This piece ran previously.
I hate being scared. I hate the dark. I hate enclosed spaces. I hate being touched by strangers. I’m so-so on actors.
In short, I hate haunted houses.
So, when my editor told me I would be spending an evening getting repeatedly scared in dark, enclosed spaces while being touched by strangers (who also happened to be actors) at a haunted house, I was more than a little aggravated. Next, he told me I would have to drive from Los Angeles to Orange County for the privilege, and I was ready to quit entirely.
At which point I remembered two very important things:
- My job can be done by almost anyone with a steady internet connection and a pocket thesaurus, which lessens my bargaining position somewhat.
- The last royalty check for my book could not finance a Mexican pizza at Taco Bell (author’s note: it would be much funnier on my end if I was joking about this).
And so it came to be that I spent an evening at the 17th Door Haunted House in Tustin, California.
On the appointed night, I bought tickets for 10 p.m., the last time slot that 17th Door had available. I did this in part because it seemed difficult to face the rest of the evening (and an early dinner at Applebee’s) after going through a haunted house featuring simulated gore and dead fish being rubbed on my person, but mostly because driving from Los Angeles to Orange County at rush hour is one of the few things in life that sounds less appealing than having a decomposing trout slapped about my chest and neck.
As a traveling companion, I brought along stand-up comedian (and friend) Ryan. I chose him partly because I knew he would make the experience more fun, but mostly because he hates haunted houses just as much as me, and, for many unflattering reasons, the idea of somebody else suffering by my side made me feel somewhat better about what was to come. I would like to note that I promised to buy him tacos after we were done at the haunted house… just so you know that I’m not a complete monster.

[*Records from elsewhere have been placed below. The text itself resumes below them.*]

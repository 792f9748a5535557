//! Lexically scoped name environment.
//!
//! [`Env`] manages a stack of scopes, each carrying the variables declared
//! in it, and hands out local slots for the function being bound.

use std::collections::HashMap;

use crate::symbol::Symbol;

// ══════════════════════════════════════════════════════════════════════════════
// Scope Kind
// ══════════════════════════════════════════════════════════════════════════════

#[derive(Debug, Clone, Copy, PartialEq, Eq)]
pub enum ScopeKind {
    /// A function body; parameters live here.
    Function,
    /// An `if`/`else` block.
    Block,
    /// A `while` or `for` body: `break` and `continue` are allowed.
    Loop,
}

#[derive(Debug)]
struct Scope {
    kind: ScopeKind,
    bindings: HashMap<String, Symbol>,
}

// ══════════════════════════════════════════════════════════════════════════════
// Env
// ══════════════════════════════════════════════════════════════════════════════

#[derive(Debug, Default)]
pub struct Env {
    scopes: Vec<Scope>,
    next_slot: u32,
}

impl Env {
    pub fn new() -> Self {
        Self::default()
    }

    /// Start binding a new function. Resets slot numbering.
    pub fn enter_function(&mut self) {
        self.scopes.clear();
        self.next_slot = 0;
        self.push_scope(ScopeKind::Function);
    }

    /// Finish the current function and return how many slots it used.
    pub fn exit_function(&mut self) -> u32 {
        self.scopes.clear();
        self.next_slot
    }

    pub fn push_scope(&mut self, kind: ScopeKind) {
        self.scopes.push(Scope {
            kind,
            bindings: HashMap::new(),
        });
    }

    pub fn pop_scope(&mut self) {
        if self.scopes.len() > 1 {
            self.scopes.pop();
        }
    }

    /// Declare a parameter in the current scope.
    ///
    /// Returns `None` if the name is already declared in this scope.
    pub fn declare_parameter(&mut self, name: &str) -> Option<Symbol> {
        let symbol = Symbol::Parameter {
            name: name.to_string(),
            slot: self.next_slot,
        };
        self.declare(name, symbol)
    }

    /// Declare a local in the current scope. Shadowing an outer scope's
    /// name is allowed; redeclaring in the same scope is not.
    pub fn declare_local(&mut self, name: &str) -> Option<Symbol> {
        let symbol = Symbol::Local {
            name: name.to_string(),
            slot: self.next_slot,
        };
        self.declare(name, symbol)
    }

    fn declare(&mut self, name: &str, symbol: Symbol) -> Option<Symbol> {
        let scope = self.scopes.last_mut()?;
        if scope.bindings.contains_key(name) {
            return None;
        }
        scope.bindings.insert(name.to_string(), symbol.clone());
        self.next_slot += 1;
        Some(symbol)
    }

    /// Look up a variable, innermost scope first.
    pub fn lookup(&self, name: &str) -> Option<&Symbol> {
        self.scopes
            .iter()
            .rev()
            .find_map(|scope| scope.bindings.get(name))
    }

    /// Whether a loop encloses the current position.
    pub fn in_loop(&self) -> bool {
        self.scopes.iter().any(|s| s.kind == ScopeKind::Loop)
    }
}

#[cfg(test)]
mod tests {
    use super::*;

    #[test]
    fn test_slots_are_unique_per_function() {
        let mut env = Env::new();
        env.enter_function();
        let p = env.declare_parameter("a").unwrap();
        env.push_scope(ScopeKind::Block);
        let x = env.declare_local("x").unwrap();
        env.pop_scope();
        env.push_scope(ScopeKind::Block);
        let y = env.declare_local("x").unwrap();
        assert_eq!(p.slot(), Some(0));
        assert_eq!(x.slot(), Some(1));
        assert_eq!(y.slot(), Some(2));
        assert_eq!(env.exit_function(), 3);
    }

    #[test]
    fn test_shadowing_and_redeclaration() {
        let mut env = Env::new();
        env.enter_function();
        assert!(env.declare_local("x").is_some());
        assert!(env.declare_local("x").is_none());
        env.push_scope(ScopeKind::Block);
        assert!(env.declare_local("x").is_some());
        assert_eq!(env.lookup("x").and_then(Symbol::slot), Some(1));
        env.pop_scope();
        assert_eq!(env.lookup("x").and_then(Symbol::slot), Some(0));
    }

    #[test]
    fn test_loop_tracking() {
        let mut env = Env::new();
        env.enter_function();
        assert!(!env.in_loop());
        env.push_scope(ScopeKind::Loop);
        env.push_scope(ScopeKind::Block);
        assert!(env.in_loop());
        env.pop_scope();
        env.pop_scope();
        assert!(!env.in_loop());
    }
}
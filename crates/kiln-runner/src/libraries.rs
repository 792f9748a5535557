//! Host implementations of the standard libraries.
//!
//! List mutators work on guest cells in place so every alias of a list sees
//! the change. Everything else reads its arguments into [`Value`]s, computes
//! a result and writes it back as a fresh cell.

use std::time::{Duration, SystemTime, UNIX_EPOCH};

use kiln_types::LINE_TERMINATOR;
use tracing::debug;

use crate::console;
use crate::error::ExecutionError;
use crate::guest::{Guest, HostContext};
use crate::host::HostState;
use crate::value::Value;

/// Largest list `list.range` will build.
pub const MAX_RANGE: usize = 1_000_000;

/// `(library, function, arity)` for every function the host provides.
pub const HOST_FUNCTIONS: &[(&str, &str, usize)] = &[
    ("core", "print", 1),
    ("core", "println", 1),
    ("core", "panic", 1),
    ("core", "len", 1),
    ("core", "str", 1),
    ("core", "type_of", 1),
    ("string", "length", 1),
    ("string", "upper", 1),
    ("string", "lower", 1),
    ("string", "trim", 1),
    ("string", "contains", 2),
    ("string", "starts_with", 2),
    ("string", "split", 2),
    ("string", "replace", 3),
    ("string", "slice", 3),
    ("string", "byte_at", 2),
    ("list", "length", 1),
    ("list", "get", 2),
    ("list", "push", 2),
    ("list", "set", 3),
    ("list", "range", 2),
    ("list", "join", 2),
    ("list", "reverse", 1),
    ("convert", "to_number", 1),
    ("convert", "to_string", 1),
    ("math", "abs", 1),
    ("math", "sqrt", 1),
    ("math", "floor", 1),
    ("math", "ceil", 1),
    ("math", "round", 1),
    ("math", "pow", 2),
    ("math", "min", 2),
    ("math", "max", 2),
    ("fmt", "fixed", 2),
    ("fmt", "pad_left", 3),
    ("fmt", "pad_right", 3),
    ("time", "now_ms", 0),
    ("time", "sleep", 1),
    ("task", "spawn", 1),
    ("task", "completed", 1),
];

/// Whether the host implements `library.name` with `arity` parameters.
pub fn provides(library: &str, name: &str, arity: usize) -> bool {
    HOST_FUNCTIONS
        .iter()
        .any(|&(l, n, a)| l == library && n == name && a == arity)
}

/// Call a host library function on guest value pointers.
pub fn call<C: HostContext>(
    guest: &mut Guest<C>,
    library: &str,
    name: &str,
    args: &[i32],
) -> Result<i32, ExecutionError> {
    match (library, name, args) {
        ("list", "get", &[list, index]) => list_get(guest, list, index),
        ("list", "push", &[list, item]) => {
            let mut items = guest.list_items(list)?;
            items.push(item);
            guest.replace_items(list, &items)?;
            Ok(list)
        }
        ("list", "set", &[list, index, item]) => {
            let count = guest.list_items(list)?.len();
            let index = list_index(&guest.read(index)?, count)?;
            guest.set_item(list, index as i32, item)?;
            guest.write(&Value::Nil)
        }
        ("list", "reverse", &[list]) => {
            let mut items = guest.list_items(list)?;
            items.reverse();
            guest.new_list(&items)
        }
        ("time", "sleep", &[ms]) => {
            let ms = number_arg(&guest.read(ms)?, "time.sleep")?;
            sleep(guest.state(), ms)?;
            guest.write(&Value::Nil)
        }
        ("task", "spawn", &[function]) => {
            let name = guest.read(function)?;
            let id = spawn(guest, &name)?;
            guest.write(&Value::Task(id))
        }
        ("task", "completed", &[task]) => match guest.read(task)? {
            Value::Task(id) if guest.state().tasks.exists(id) => {
                let done = guest.state().tasks.is_done(id);
                guest.write(&Value::Bool(done))
            }
            other => Err(type_error("task.completed", "a task", &other)),
        },
        _ => {
            let values = args
                .iter()
                .map(|&ptr| guest.read(ptr))
                .collect::<Result<Vec<_>, _>>()?;
            let limit = guest.state().max_value_bytes;
            let result = call_pure(library, name, &values, limit)?;
            guest.write(&result)
        }
    }
}

/// Functions that only read their arguments. Strings they build may not
/// exceed `limit` bytes.
fn call_pure(
    library: &str,
    name: &str,
    args: &[Value],
    limit: usize,
) -> Result<Value, ExecutionError> {
    let qualified = format!("{library}.{name}");
    let value = match (library, name, args) {
        // ── core ─────────────────────────────────────────────────────────
        ("core", "print", [v]) => {
            console::write(&v.to_string());
            Value::Nil
        }
        ("core", "println", [v]) => {
            console::write(&format!("{v}{LINE_TERMINATOR}"));
            Value::Nil
        }
        ("core", "panic", [v]) => return Err(ExecutionError::Panicked(v.to_string())),
        ("core", "len", [v]) | ("string", "length", [v]) | ("list", "length", [v]) => match v {
            Value::Str(s) if library != "list" => Value::Number(s.chars().count() as f64),
            Value::List(items) if library != "string" => Value::Number(items.len() as f64),
            other => return Err(type_error(&qualified, "a string or list", other)),
        },
        ("core", "str", [v]) | ("convert", "to_string", [v]) => Value::Str(v.to_string()),
        ("core", "type_of", [v]) => Value::Str(v.type_name().to_string()),

        // ── string ───────────────────────────────────────────────────────
        ("string", "upper", [s]) => Value::Str(str_arg(s, &qualified)?.to_uppercase()),
        ("string", "lower", [s]) => Value::Str(str_arg(s, &qualified)?.to_lowercase()),
        ("string", "trim", [s]) => Value::Str(str_arg(s, &qualified)?.trim().to_string()),
        ("string", "contains", [s, sub]) => {
            Value::Bool(str_arg(s, &qualified)?.contains(str_arg(sub, &qualified)?))
        }
        ("string", "starts_with", [s, prefix]) => {
            Value::Bool(str_arg(s, &qualified)?.starts_with(str_arg(prefix, &qualified)?))
        }
        ("string", "split", [s, sep]) => {
            let (s, sep) = (str_arg(s, &qualified)?, str_arg(sep, &qualified)?);
            let parts: Vec<Value> = if sep.is_empty() {
                s.chars().map(|c| Value::Str(c.to_string())).collect()
            } else {
                s.split(sep).map(|p| Value::Str(p.to_string())).collect()
            };
            Value::List(parts)
        }
        ("string", "replace", [s, from, to]) => {
            let s = str_arg(s, &qualified)?;
            let from = str_arg(from, &qualified)?;
            let to = str_arg(to, &qualified)?;
            if from.is_empty() {
                Value::Str(s.to_string())
            } else {
                let grown = s.matches(from).count().saturating_mul(to.len());
                ensure_fits(&qualified, s.len().saturating_add(grown), limit)?;
                Value::Str(s.replace(from, to))
            }
        }
        ("string", "slice", [s, start, end]) => {
            let chars: Vec<char> = str_arg(s, &qualified)?.chars().collect();
            let clamp = |v: &Value| -> Result<usize, ExecutionError> {
                let n = number_arg(v, &qualified)?;
                Ok(n.max(0.0).min(chars.len() as f64) as usize)
            };
            let (start, end) = (clamp(start)?, clamp(end)?);
            if start >= end {
                Value::Str(String::new())
            } else {
                Value::Str(chars[start..end].iter().collect())
            }
        }
        ("string", "byte_at", [s, index]) => {
            let s = str_arg(s, &qualified)?;
            let index = number_arg(index, &qualified)?;
            if index < 0.0 || index.fract() != 0.0 {
                Value::Nil
            } else {
                s.as_bytes()
                    .get(index as usize)
                    .map_or(Value::Nil, |&b| Value::Number(f64::from(b)))
            }
        }

        // ── list ─────────────────────────────────────────────────────────
        ("list", "range", [start, end]) => {
            let start = number_arg(start, &qualified)?.floor();
            let end = number_arg(end, &qualified)?.floor();
            let count = (end - start).max(0.0);
            if count > MAX_RANGE as f64 {
                return Err(ExecutionError::Trap(format!(
                    "list.range: more than {MAX_RANGE} elements"
                )));
            }
            Value::List(
                (0..count as usize)
                    .map(|i| Value::Number(start + i as f64))
                    .collect(),
            )
        }
        ("list", "join", [list, sep]) => {
            let Value::List(items) = list else {
                return Err(type_error(&qualified, "a list", list));
            };
            let sep = str_arg(sep, &qualified)?;
            let parts: Vec<String> = items.iter().map(Value::to_string).collect();
            let separators = parts.len().saturating_sub(1).saturating_mul(sep.len());
            let total = parts
                .iter()
                .fold(separators, |acc, part| acc.saturating_add(part.len()));
            ensure_fits(&qualified, total, limit)?;
            Value::Str(parts.join(sep))
        }

        // ── convert ──────────────────────────────────────────────────────
        ("convert", "to_number", [v]) => match v {
            Value::Number(n) => Value::Number(*n),
            Value::Bool(b) => Value::Number(if *b { 1.0 } else { 0.0 }),
            Value::Str(s) => s.trim().parse::<f64>().map_or(Value::Nil, Value::Number),
            _ => Value::Nil,
        },

        // ── math ─────────────────────────────────────────────────────────
        ("math", "abs", [n]) => Value::Number(number_arg(n, &qualified)?.abs()),
        ("math", "sqrt", [n]) => Value::Number(number_arg(n, &qualified)?.sqrt()),
        ("math", "floor", [n]) => Value::Number(number_arg(n, &qualified)?.floor()),
        ("math", "ceil", [n]) => Value::Number(number_arg(n, &qualified)?.ceil()),
        ("math", "round", [n]) => Value::Number(number_arg(n, &qualified)?.round()),
        ("math", "pow", [a, b]) => {
            Value::Number(number_arg(a, &qualified)?.powf(number_arg(b, &qualified)?))
        }
        ("math", "min", [a, b]) => {
            Value::Number(number_arg(a, &qualified)?.min(number_arg(b, &qualified)?))
        }
        ("math", "max", [a, b]) => {
            Value::Number(number_arg(a, &qualified)?.max(number_arg(b, &qualified)?))
        }

        // ── fmt ──────────────────────────────────────────────────────────
        ("fmt", "fixed", [n, digits]) => {
            let n = number_arg(n, &qualified)?;
            let digits = number_arg(digits, &qualified)?.clamp(0.0, 20.0) as usize;
            Value::Str(format!("{n:.digits$}"))
        }
        ("fmt", "pad_left", [v, width, fill]) => {
            Value::Str(pad(v, width, fill, true, &qualified, limit)?)
        }
        ("fmt", "pad_right", [v, width, fill]) => {
            Value::Str(pad(v, width, fill, false, &qualified, limit)?)
        }

        // ── time ─────────────────────────────────────────────────────────
        ("time", "now_ms", []) => {
            let now = SystemTime::now()
                .duration_since(UNIX_EPOCH)
                .map(|d| d.as_millis() as f64)
                .unwrap_or(0.0);
            Value::Number(now)
        }

        _ => {
            return Err(ExecutionError::InvalidArtifact(format!(
                "no host function '{qualified}' taking {} argument(s)",
                args.len()
            )))
        }
    };
    Ok(value)
}

// ══════════════════════════════════════════════════════════════════════════════
// Stateful functions
// ══════════════════════════════════════════════════════════════════════════════

fn list_get<C: HostContext>(
    guest: &mut Guest<C>,
    list: i32,
    index: i32,
) -> Result<i32, ExecutionError> {
    let items = guest.list_items(list)?;
    let index = list_index(&guest.read(index)?, items.len())?;
    Ok(items[index])
}

/// Validate a list index against `len`.
fn list_index(index: &Value, len: usize) -> Result<usize, ExecutionError> {
    let n = number_arg(index, "list index")?;
    if n.fract() != 0.0 || n < 0.0 || n >= len as f64 {
        return Err(ExecutionError::Trap(format!(
            "index {index} out of range for list of length {len}"
        )));
    }
    Ok(n as usize)
}

/// Sleep for `ms`, but never past the deadline.
fn sleep(state: &HostState, ms: f64) -> Result<(), ExecutionError> {
    let requested = Duration::from_millis(ms.max(0.0) as u64);
    let remaining = state.remaining();
    if requested > remaining {
        std::thread::sleep(remaining);
        return Err(ExecutionError::Timeout(state.deadline_ms));
    }
    std::thread::sleep(requested);
    Ok(())
}

/// Queue the exported zero-parameter function named by `name`.
fn spawn<C: HostContext>(guest: &mut Guest<C>, name: &Value) -> Result<u32, ExecutionError> {
    let Value::Str(name) = name else {
        return Err(type_error("task.spawn", "a function name", name));
    };
    let Some(function) = guest.state().exports.get(name.as_str()).copied() else {
        return Err(ExecutionError::Trap(format!(
            "task.spawn: no function named '{name}'"
        )));
    };
    if !function.ty(guest.context()).params().is_empty() {
        return Err(ExecutionError::Trap(format!(
            "task.spawn: '{name}' must take no parameters"
        )));
    }
    let id = guest.state_mut().tasks.spawn(function);
    debug!(task = id, function = %name, "task spawned");
    Ok(id)
}

// ══════════════════════════════════════════════════════════════════════════════
// Argument helpers
// ══════════════════════════════════════════════════════════════════════════════

fn str_arg<'v>(value: &'v Value, function: &str) -> Result<&'v str, ExecutionError> {
    value
        .as_str()
        .ok_or_else(|| type_error(function, "a string", value))
}

fn number_arg(value: &Value, function: &str) -> Result<f64, ExecutionError> {
    value
        .as_number()
        .ok_or_else(|| type_error(function, "a number", value))
}

fn pad(
    value: &Value,
    width: &Value,
    fill: &Value,
    left: bool,
    function: &str,
    limit: usize,
) -> Result<String, ExecutionError> {
    let text = value.to_string();
    let width = number_arg(width, function)?.max(0.0) as usize;
    let fill = str_arg(fill, function)?.chars().next().unwrap_or(' ');
    let missing = width.saturating_sub(text.chars().count());
    ensure_fits(
        function,
        missing.saturating_mul(fill.len_utf8()).saturating_add(text.len()),
        limit,
    )?;
    let padding: String = std::iter::repeat(fill).take(missing).collect();
    Ok(if left {
        padding + &text
    } else {
        text + &padding
    })
}

/// Reject a result of `bytes` before building it.
fn ensure_fits(function: &str, bytes: usize, limit: usize) -> Result<(), ExecutionError> {
    if bytes > limit {
        return Err(ExecutionError::Trap(format!(
            "{function}: result too large ({bytes} bytes, limit {limit})"
        )));
    }
    Ok(())
}

fn type_error(function: &str, expected: &str, got: &Value) -> ExecutionError {
    ExecutionError::Trap(format!(
        "{function} expected {expected}, got {}",
        got.type_name()
    ))
}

Tustin is a city about 10 miles south of Disneyland, and the 17th Door Haunted House was located in one of the vast shopping centers that Orange County is so famous for (along with family-friendly amusement parks and Twitter bigotry). I found it next to a Home Depot and a Toys R Us, and though the rest of the shopping center was empty (this being a Tuesday in Tustin), there was a large crowd of people spilling off the sidewalk and into the street in front of the location. There was also a row of porta-potties in the parking lot next to the haunted house. Though I needed a pee, and I knew that I would soon be startled to a degree that could very well compromise my dominion over my bladder, I decided that pissing my jeans was a much more dignified option than using these particular parking lot porta-potties. They had a certain look about them.
The space for 17th Door used to be a furniture store, and the showroom was turned into the waiting area/merchandise table/line corral. But before we could get in line and start the haunted house experience, Ryan and I first had to sign the attraction’s famous waiver. At the time, I thought the waiver was just an admittedly effective way to generate hype for the event, and I signed without reading the fine print. But even though I doubt that the contract would stand up to much legal prodding, I probably should have perused it a bit more closely before I signed. Because a man who signs a document that says he consents to “being puked on” without reading it, probably deserves to get puked on.